(EXERCISE PROMPT):
Look below for the line containing "pub fn from_result<E: Display>(result: Result<Option<T>, E>)"; from there, print each line exactly up to and including the line containing "pub fn is_found(&self)", and stop.

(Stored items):
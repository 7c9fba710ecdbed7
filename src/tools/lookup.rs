//! Discriminated outcome for collaborator lookups.
//!
//! Distinguishes "the query ran and matched nothing" from "the query could
//! not run", which callers render differently to the model.

use std::fmt::Display;

use serde_json::{json, Value};

/// Result of looking something up in an external system.
#[derive(Debug, Clone, PartialEq)]
pub enum Lookup<T> {
    /// The lookup succeeded and produced a value.
    Found(T),
    /// The lookup succeeded and there is nothing to return.
    NotFound,
    /// The lookup failed (network, auth, upstream error).
    Transient(String),
}

impl<T> Lookup<T> {
    /// Build from a fallible, optional result.
    pub fn from_result<E: Display>(result: Result<Option<T>, E>) -> Self {
        match result {
            Ok(Some(v)) => Lookup::Found(v),
            Ok(None) => Lookup::NotFound,
            Err(e) => Lookup::Transient(e.to_string()),
        }
    }

    /// Treat an empty collection as `NotFound`.
    pub fn from_collection<E: Display>(result: Result<T, E>) -> Self
    where
        T: IsEmpty,
    {
        match result {
            Ok(v) if v.is_empty_value() => Lookup::NotFound,
            Ok(v) => Lookup::Found(v),
            Err(e) => Lookup::Transient(e.to_string()),
        }
    }

    pub fn map<U>(self, f: impl FnOnce(T) -> U) -> Lookup<U> {
        match self {
            Lookup::Found(v) => Lookup::Found(f(v)),
            Lookup::NotFound => Lookup::NotFound,
            Lookup::Transient(e) => Lookup::Transient(e),
        }
    }

    pub fn is_found(&self) -> bool {
        matches!(self, Lookup::Found(_))
    }
}

impl<T: serde::Serialize> Lookup<T> {
    /// Render for the model: `{found: true, ...}`, `{found: false}`, or `{error}`.
    ///
    /// `context` is merged into every shape so the model can see what was asked.
    pub fn to_payload(&self, value_key: &str, context: Value) -> Value {
        let mut payload = match context {
            Value::Object(map) => Value::Object(map),
            _ => json!({}),
        };
        match self {
            Lookup::Found(v) => {
                payload["found"] = json!(true);
                payload[value_key] = serde_json::to_value(v).unwrap_or(Value::Null);
            }
            Lookup::NotFound => {
                payload["found"] = json!(false);
            }
            Lookup::Transient(e) => {
                payload["error"] = json!(e);
            }
        }
        payload
    }
}

/// Collections that can report emptiness.
pub trait IsEmpty {
    fn is_empty_value(&self) -> bool;
}

impl<T> IsEmpty for Vec<T> {
    fn is_empty_value(&self) -> bool {
        self.is_empty()
    }
}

(PROBLEM SOLUTION):
    pub fn from_result<E: Display>(result: Result<Option<T>, E>) -> Self {
        match result {
            Ok(Some(v)) => Lookup::Found(v),
            Ok(None) => Lookup::NotFound,
            Err(e) => Lookup::Transient(e.to_string()),
        }
    }

    /// Treat an empty collection as `NotFound`.
    pub fn from_collection<E: Display>(result: Result<T, E>) -> Self
    where
        T: IsEmpty,
    {
        match result {
            Ok(v) if v.is_empty_value() => Lookup::NotFound,
            Ok(v) => Lookup::Found(v),
            Err(e) => Lookup::Transient(e.to_string()),
        }
    }

    pub fn map<U>(self, f: impl FnOnce(T) -> U) -> Lookup<U> {
        match self {
            Lookup::Found(v) => Lookup::Found(f(v)),
            Lookup::NotFound => Lookup::NotFound,
            Lookup::Transient(e) => Lookup::Transient(e),
        }
    }

    pub fn is_found(&self) -> bool {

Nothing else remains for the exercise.